Yes Minister (1980) s02e04 Episode Script

The Greasy Pole

Humphrey, what are you havering about? I'm simply saying we can't take the Minister's approval for granted.
The Italian government have offered a massive contract to manufacture propanol at our Merseyside plant, which means saving a plant we were going to have to close, saving jobs, earning export royalties.
- He has to give us the go-ahead.
- But if the Minister thinks Ministers don't think! Don't talk to me about Ministers.
I've been chairman of British Chemical Corporation for ten years, and in that time dealt with nineteen different Ministers.
They've usually not had time to see me, because they're too busy bribing Trade Union leaders not to strike.

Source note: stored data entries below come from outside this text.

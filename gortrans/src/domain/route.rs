//! Route catalog types.

use std::fmt;
use std::str::FromStr;

use serde::Serialize;

/// Error returned when a vehicle type name is not recognised.
#[derive(Debug, Clone, PartialEq, Eq, thiserror::Error)]
#[error("unknown vehicle type: {0:?} (expected bus, trolleybus, tram or taxi)")]
pub struct UnknownVehicleType(String);

/// Kind of vehicle serving a route.
///
/// The discriminant is the identifier the site uses for its per-type
/// route listing (`/routes-list/{id}/`).
#[derive(Debug, Clone, Copy, PartialEq, Eq, Hash, Serialize)]
#[serde(rename_all = "lowercase")]
pub enum VehicleType {
    Bus = 1,
    Trolleybus = 2,
    Tram = 3,
    /// Fixed-route taxi (marshrutka).
    Taxi = 4,
}

impl VehicleType {
    /// All vehicle types, in listing-id order.
    pub const ALL: [VehicleType; 4] = [
        VehicleType::Bus,
        VehicleType::Trolleybus,
        VehicleType::Tram,
        VehicleType::Taxi,
    ];

    /// Categories recognised at the start of a search-result label.
    ///
    /// Order matters only in that no prefix is a prefix of another.
    pub(crate) const SEARCH_CATEGORIES: [VehicleType; 3] =
        [VehicleType::Bus, VehicleType::Tram, VehicleType::Taxi];

    /// Identifier used in the site's route listing URL.
    pub fn listing_id(self) -> u8 {
        self as u8
    }

    /// Category name that prefixes this type's search-result labels.
    ///
    /// Trolleybus routes never show up with a category prefix, so they
    /// cannot be classified from search results.
    pub fn category_prefix(self) -> Option<&'static str> {
        match self {
            VehicleType::Bus => Some("Автобус"),
            VehicleType::Trolleybus => None,
            VehicleType::Tram => Some("Трамвай"),
            VehicleType::Taxi => Some("Маршрутное такси"),
        }
    }

    pub fn as_str(self) -> &'static str {
        match self {
            VehicleType::Bus => "bus",
            VehicleType::Trolleybus => "trolleybus",
            VehicleType::Tram => "tram",
            VehicleType::Taxi => "taxi",
        }
    }
}

impl fmt::Display for VehicleType {
    fn fmt(&self, f: &mut fmt::Formatter<'_>) -> fmt::Result {
        f.write_str(self.as_str())
    }
}

impl FromStr for VehicleType {
    type Err = UnknownVehicleType;

    fn from_str(s: &str) -> Result<Self, Self::Err> {
        let lower = s.trim().to_ascii_lowercase();
        VehicleType::ALL
            .into_iter()
            .find(|t| t.as_str() == lower)
            .ok_or_else(|| UnknownVehicleType(s.to_string()))
    }
}

/// Opaque reference to a route's detail page, as found in the markup.
#[derive(Debug, Clone, PartialEq, Eq, Hash, Serialize)]
#[serde(transparent)]
pub struct RouteLocator(String);

impl RouteLocator {
    pub fn new(s: impl Into<String>) -> Self {
        Self(s.into())
    }

    pub fn as_str(&self) -> &str {
        &self.0
    }
}

impl fmt::Display for RouteLocator {
    fn fmt(&self, f: &mut fmt::Formatter<'_>) -> fmt::Result {
        f.write_str(&self.0)
    }
}

/// A transit route as listed in the catalog.
///
/// `number` and `literal_suffix` are always derived from the label text
/// the route was parsed from.
#[derive(Debug, Clone, PartialEq, Eq, Serialize)]
pub struct Route {
    pub locator: RouteLocator,
    pub display_name: String,
    pub vehicle_type: VehicleType,
    pub number: u32,
    /// Uppercase variant letter, e.g. the `Т` in `7Т`.
    pub literal_suffix: Option<char>,
}

impl Route {
    /// The route number as shown to passengers: `"80"`, `"7Т"`.
    pub fn designation(&self) -> String {
        match self.literal_suffix {
            Some(letter) => format!("{}{}", self.number, letter),
            None => self.number.to_string(),
        }
    }
}

#[cfg(test)]
mod tests {
    use super::*;

    fn route(number: u32, literal_suffix: Option<char>) -> Route {
        Route {
            locator: RouteLocator::new("/route/207/"),
            display_name: "Н.Крым - Центральный рынок".to_string(),
            vehicle_type: VehicleType::Taxi,
            number,
            literal_suffix,
        }
    }

    #[test]
    fn listing_ids_match_site_numbering() {
        assert_eq!(VehicleType::Bus.listing_id(), 1);
        assert_eq!(VehicleType::Trolleybus.listing_id(), 2);
        assert_eq!(VehicleType::Tram.listing_id(), 3);
        assert_eq!(VehicleType::Taxi.listing_id(), 4);
    }

    #[test]
    fn search_categories_have_prefixes() {
        for t in VehicleType::SEARCH_CATEGORIES {
            assert!(t.category_prefix().is_some(), "{t} has no prefix");
        }
        assert!(VehicleType::Trolleybus.category_prefix().is_none());
    }

    #[test]
    fn parse_vehicle_type() {
        assert_eq!("bus".parse::<VehicleType>(), Ok(VehicleType::Bus));
        assert_eq!(" Tram ".parse::<VehicleType>(), Ok(VehicleType::Tram));
        assert_eq!("TAXI".parse::<VehicleType>(), Ok(VehicleType::Taxi));
        assert!("ferry".parse::<VehicleType>().is_err());
    }

    #[test]
    fn designation_with_and_without_suffix() {
        assert_eq!(route(7, Some('Т')).designation(), "7Т");
        assert_eq!(route(80, None).designation(), "80");
    }

    #[test]
    fn serializes_vehicle_type_lowercase() {
        let json = serde_json::to_value(route(7, Some('Т'))).unwrap();
        assert_eq!(json["vehicle_type"], "taxi");
        assert_eq!(json["locator"], "/route/207/");
        assert_eq!(json["literal_suffix"], "Т");
    }
}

- They've never bribed anybody.
- Oh, no? "Have a quango, Tom; a knighthood, Dick; a peerage, Harry.
" - But the Minister's worried - Of course he's worried! If I'd never done anything to worry those vote-grabbing baby-kissing jellies, we'd have gone down the tube years ago! - But propanol contains metadioxin.
- So what? Dioxin was released at Seveso.
It can damage the foetus.
That's dioxin, for Christ's sake! Metadioxin is an inert compound.

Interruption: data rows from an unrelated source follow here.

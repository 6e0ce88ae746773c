use chrono::{Local, NaiveDate};
use clap::{Parser, Subcommand};
use serde::Serialize;
use tracing_subscriber::EnvFilter;

use gortrans::domain::{RouteLocator, TimetableLocator, VehicleType};
use gortrans::site::{ClientConfig, Gortrans, GortransClient};

#[derive(Parser, Debug)]
#[command(name = "gortrans")]
#[command(version = env!("CARGO_PKG_VERSION"))]
#[command(about = "Perm public transport routes, stops and timetables")]
#[command(after_help = "Environment:\n  \
    GORTRANS_BASE_URL       Site root (default https://www.m.gortransperm.ru)\n  \
    GORTRANS_TIMEOUT_SECS   Request timeout in seconds (default 30)\n  \
    RUST_LOG                Log filter (default gortrans=info)")]
struct Cli {
    #[command(subcommand)]
    command: Command,
}

#[derive(Subcommand, Debug, PartialEq)]
enum Command {
    /// Search routes by number, e.g. 80 or 7т
    Search {
        #[arg(required = true, num_args = 1..)]
        query: Vec<String>,
    },

    /// List every route of one vehicle type
    Routes {
        /// bus, trolleybus, tram or taxi
        #[arg(value_parser = clap::value_parser!(VehicleType))]
        vehicle_type: VehicleType,
    },

    /// Directions and stops of a route, e.g. /route/80/
    Stops { route: String },

    /// Scheduled times at a stop, e.g. /time-table/80/1701
    Timetable {
        stop: String,

        /// Date to attach to each time, YYYY-MM-DD (default today)
        #[arg(long, value_parser = parse_date)]
        date: Option<NaiveDate>,
    },
}

#[derive(Serialize)]
struct Arrival {
    time: String,
    at: String,
}

#[tokio::main]
async fn main() {
    // Usage errors exit with status 2, help and version with 0.
    let cli = Cli::parse();

    tracing_subscriber::fmt()
        .with_env_filter(
            EnvFilter::try_from_default_env().unwrap_or_else(|_| EnvFilter::new("gortrans=info")),
        )
        .with_writer(std::io::stderr)
        .init();

    let site = match Gortrans::<GortransClient>::connect(config_from_env()) {
        Ok(site) => site,
        Err(e) => {
            eprintln!("Failed to create client: {e}");
            std::process::exit(1);
        }
    };

    match run(&site, cli.command).await {
        Ok(json) => println!("{json}"),
        Err(e) => {
            eprintln!("Error: {e}");
            std::process::exit(1);
        }
    }
}

async fn run(
    site: &Gortrans<GortransClient>,
    command: Command,
) -> Result<String, Box<dyn std::error::Error>> {
    let json = match command {
        Command::Search { query } => {
            serde_json::to_string_pretty(&site.search(&query.join(" ")).await?)?
        }
        Command::Routes { vehicle_type } => {
            serde_json::to_string_pretty(&site.all_routes(vehicle_type).await?)?
        }
        Command::Stops { route } => {
            serde_json::to_string_pretty(&site.directions(&RouteLocator::new(route)).await?)?
        }
        Command::Timetable { stop, date } => {
            let date = date.unwrap_or_else(|| Local::now().date_naive());
            let arrivals: Vec<Arrival> = site
                .timetable(&TimetableLocator::new(stop))
                .await?
                .into_iter()
                .map(|t| Arrival {
                    time: t.to_string(),
                    at: t.on(date).format("%Y-%m-%dT%H:%M:%S").to_string(),
                })
                .collect();
            serde_json::to_string_pretty(&arrivals)?
        }
    };
    Ok(json)
}

fn parse_date(s: &str) -> Result<NaiveDate, String> {
    NaiveDate::parse_from_str(s, "%Y-%m-%d").map_err(|e| format!("expected YYYY-MM-DD: {e}"))
}

fn config_from_env() -> ClientConfig {
    let mut config = ClientConfig::new();
    if let Ok(url) = std::env::var("GORTRANS_BASE_URL") {
        config = config.with_base_url(url);
    }
    if let Ok(secs) = std::env::var("GORTRANS_TIMEOUT_SECS") {
        match secs.parse() {
            Ok(secs) => config = config.with_timeout(secs),
            Err(_) => eprintln!("Warning: ignoring invalid GORTRANS_TIMEOUT_SECS={secs:?}"),
        }
    }
    config
}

It's been given a clean bill of health by Washington.
The Henderson Committee, which you set up, will give it the OK, too.
I know, Wally, but the name could be politically sensitive.
But I've taken metadioxin out of the proposal.
- I call it propanol.
- Very wise of you.
- You told me to.
- Very wise of me! But the Minister may raise no objections, it just needs tact.
Fine.
In that case, there's no problem.
I'll have a tactful word with Hacker and persuade the blancmange myself.
Don't take this amiss, Wally, but I might just be able to manage without your unique brand of tact.
- This is wonderful news, Humphrey.
- Yes, Minister.
We turn a run-down plant from loss-maker into a profitable unit, the largest manufacturer of propanol in Europe.
- Yes, Minister.
- Equipment made in UK factories.
Income for the local authorities, foreign exchange from exports.
- Too good to be true! - It is true.
Good old propanol What is propanol, actually? It used to be made with dioxin until the Seveso explosion, then they developed a safe compound, metadioxin.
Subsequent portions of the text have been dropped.